Наступила между тем зима. Еще задолго до Рождества в местной газете было объявлено, что 29-го декабря в дворянском собрании «имеет быть» обычный зимний бал. Каждый вечер после карт Модест Алексеич, взволнованный, шептался с чиновницами, озабоченно поглядывая на Аню, и потом долго ходил из угла в угол, о чем-то думая. Наконец, как-то поздно вечером, он остановился перед Аней и сказал:
— Ты должна сшить себе бальное платье. Понимаешь? Только, пожалуйста, посоветуйся с Марьей Григорьевной и с Натальей Кузьминишной.
И дал ей сто рублей. Она взяла; но, заказывая бальное платье, ни с кем не советовалась, а поговорила только с отцом и постаралась вообразить себе, как бы оделась на бал ее мать. Ее покойная мать сама одевалась всегда по последней моде и всегда возилась с Аней и одевала ее изящно, как куклу, и научила ее говорить по-французски и превосходно танцевать мазурку (до замужества она пять лет прослужила в гувернантках). Аня так же, как мать, могла из старого платья сделать новое, мыть в бензине перчатки, брать напрокат bijoux[1] и так же, как мать, умела щурить глаза, картавить, принимать красивые позы, приходить, когда нужно, в восторг, глядеть печально и загадочно.

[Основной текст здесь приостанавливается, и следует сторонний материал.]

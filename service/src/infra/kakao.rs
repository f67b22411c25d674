//! [Kakao Local] REST API client.
//!
//! [Kakao Local]: https://developers.kakao.com/docs/latest/ko/local/dev-guide

use std::time::Duration;

use common::operations::{By, Search, Select};
use derive_more::{Display, Error as StdError, From};
use reqwest::header::AUTHORIZATION;
use secrecy::{ExposeSecret as _, SecretString};
use serde::{de::DeserializeOwned, Deserialize};
use smart_default::SmartDefault;
use tracerr::Traced;
use tracing as log;

use crate::{
    domain::{
        geo::{Coordinate, Geocoded, Provider},
        listing::Address,
        place::{self, Page, Place, Target},
    },
    infra::{geocoder, places, Geocoder, Places},
};

/// [`Kakao`] client configuration.
#[derive(Clone, Debug, SmartDefault)]
pub struct Config {
    /// REST API key.
    ///
    /// Every call is skipped as failed if it's not set.
    pub rest_key: Option<SecretString>,

    /// Base URL of the API.
    #[default("https://dapi.kakao.com".into())]
    pub base_url: String,

    /// Timeout of a single request.
    #[default(Duration::from_secs(3))]
    pub timeout: Duration,

    /// Number of places requested per keyword search page.
    #[default(15)]
    pub keyword_page_size: u8,
}

/// [Kakao Local] REST API client.
///
/// [Kakao Local]: https://developers.kakao.com/docs/latest/ko/local/dev-guide
#[derive(Clone, Debug)]
pub struct Kakao {
    /// HTTP client.
    client: reqwest::Client,

    /// [`Config`] of this [`Kakao`] client.
    config: Config,
}

impl Kakao {
    /// Maximum search radius accepted by the API, in meters.
    const MAX_RADIUS: u32 = 20_000;

    /// Maximum page size accepted by the API.
    const MAX_PAGE_SIZE: u8 = 15;

    /// Creates a new [`Kakao`] client with the provided [`Config`].
    ///
    /// # Errors
    ///
    /// If failed to initialize the HTTP client.
    pub fn new(config: Config) -> Result<Self, Traced<Error>> {
        let client = reqwest::Client::builder()
            .timeout(config.timeout)
            .build()
            .map_err(tracerr::from_and_wrap!())?;
        Ok(Self { client, config })
    }

    /// Performs a `GET` request to the provided API `path` with the provided
    /// `query` parameters.
    async fn get<T: DeserializeOwned>(
        &self,
        path: &str,
        query: &[(&str, String)],
    ) -> Result<T, Traced<Error>> {
        let key = self
            .config
            .rest_key
            .as_ref()
            .ok_or(Error::MissingCredential)
            .map_err(tracerr::wrap!())?;

        self.client
            .get(format!("{}/v2/local{path}", self.config.base_url))
            .header(AUTHORIZATION, format!("KakaoAK {}", key.expose_secret()))
            .query(query)
            .send()
            .await
            .and_then(reqwest::Response::error_for_status)
            .map_err(tracerr::from_and_wrap!())?
            .json::<T>()
            .await
            .map_err(tracerr::from_and_wrap!())
    }
}

impl Places<Search<By<Page, place::Request>>> for Kakao {
    type Ok = Page;
    type Err = Traced<places::Error>;

    async fn execute(
        &self,
        Search(by): Search<By<Page, place::Request>>,
    ) -> Result<Self::Ok, Self::Err> {
        let place::Request {
            target,
            center,
            radius,
        } = by.into_inner();

        let mut query = vec![
            ("x", center.lng().to_string()),
            ("y", center.lat().to_string()),
            ("radius", radius.meters().min(Self::MAX_RADIUS).to_string()),
            ("sort", "distance".to_owned()),
        ];
        let path = match &target {
            Target::Category(c) => {
                query.push(("category_group_code", c.code().to_owned()));
                "/search/category.json"
            }
            Target::Keyword(k) => {
                query.push(("query", k.as_str().to_owned()));
                query.push((
                    "size",
                    self.config
                        .keyword_page_size
                        .clamp(1, Self::MAX_PAGE_SIZE)
                        .to_string(),
                ));
                "/search/keyword.json"
            }
        };

        let resp = self
            .get::<Response<PlaceDocument>>(path, &query)
            .await
            .map_err(tracerr::map_from_and_wrap!())?;

        let items = resp
            .documents
            .into_iter()
            .filter_map(PlaceDocument::into_place)
            .collect::<Vec<_>>();
        log::debug!(
            "Kakao `{path}` search found {} places ({} on page)",
            resp.meta.total_count,
            items.len(),
        );
        Ok(Page {
            total: resp.meta.total_count,
            items,
        })
    }
}

impl Geocoder<Select<By<Option<Geocoded>, Address>>> for Kakao {
    type Ok = Option<Geocoded>;
    type Err = Traced<geocoder::Error>;

    async fn execute(
        &self,
        Select(by): Select<By<Option<Geocoded>, Address>>,
    ) -> Result<Self::Ok, Self::Err> {
        let address = by.into_inner();

        let resp = self
            .get::<Response<AddressDocument>>(
                "/search/address.json",
                &[("query", address.as_str().to_owned())],
            )
            .await
            .map_err(tracerr::map_from_and_wrap!())?;

        Ok(resp
            .documents
            .into_iter()
            .next()
            .and_then(|d| parse_coordinate(&d.y, &d.x))
            .map(|coordinate| Geocoded {
                coordinate,
                provider: Provider::Kakao,
            }))
    }
}

/// [`Kakao`] client error.
#[derive(Debug, Display, From, StdError)]
pub enum Error {
    /// REST API key is not configured.
    #[display("Kakao REST API key is not configured")]
    MissingCredential,

    /// HTTP request failed or returned a non-success status.
    #[display("Kakao request failed: {_0}")]
    #[from]
    Request(reqwest::Error),
}

/// Parses a [`Coordinate`] out of the API's stringified `lat` and `lng`.
fn parse_coordinate(lat: &str, lng: &str) -> Option<Coordinate> {
    Coordinate::new(lat.parse().ok()?, lng.parse().ok()?)
}

/// Response of a search API.
#[derive(Debug, Deserialize)]
struct Response<D> {
    /// Search metadata.
    meta: Meta,

    /// Found documents.
    #[serde(default = "Vec::new")]
    documents: Vec<D>,
}

/// Metadata of a [`Response`].
#[derive(Debug, Deserialize)]
struct Meta {
    /// Total number of documents matching the search.
    #[serde(default)]
    total_count: u32,
}

/// Place found by a category or keyword search.
#[derive(Debug, Deserialize)]
struct PlaceDocument {
    place_name: String,
    #[serde(default)]
    category_name: String,
    x: String,
    y: String,
    #[serde(default)]
    distance: String,
}

impl PlaceDocument {
    /// Converts this [`PlaceDocument`] into a [`Place`], if its coordinate is
    /// valid.
    fn into_place(self) -> Option<Place> {
        Some(Place {
            coordinate: parse_coordinate(&self.y, &self.x)?,
            distance: self.distance.parse().ok(),
            name: self.place_name,
            category_name: self.category_name,
        })
    }
}

/// Address found by an address search.
#[derive(Debug, Deserialize)]
struct AddressDocument {
    x: String,
    y: String,
}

А от отца она унаследовала темный цвет волос и глаз, нервность и эту манеру всегда прихорашиваться.
Когда за полчаса до отъезда на бал Модест Алексеич вошел к ней без сюртука, чтобы перед ее трюмо надеть себе на шею орден, то, очарованный ее красотой и блеском ее свежего, воздушного наряда, самодовольно расчесал себе бакены и сказал:
— Вот ты у меня какая… вот ты какая! Анюта! — продолжал он, вдруг впадая в торжественный тон. — Я тебя осчастливил, а сегодня ты можешь осчастливить меня. Прошу тебя, представься супруге его сиятельства! Ради бога! Через нее я могу получить старшего докладчика!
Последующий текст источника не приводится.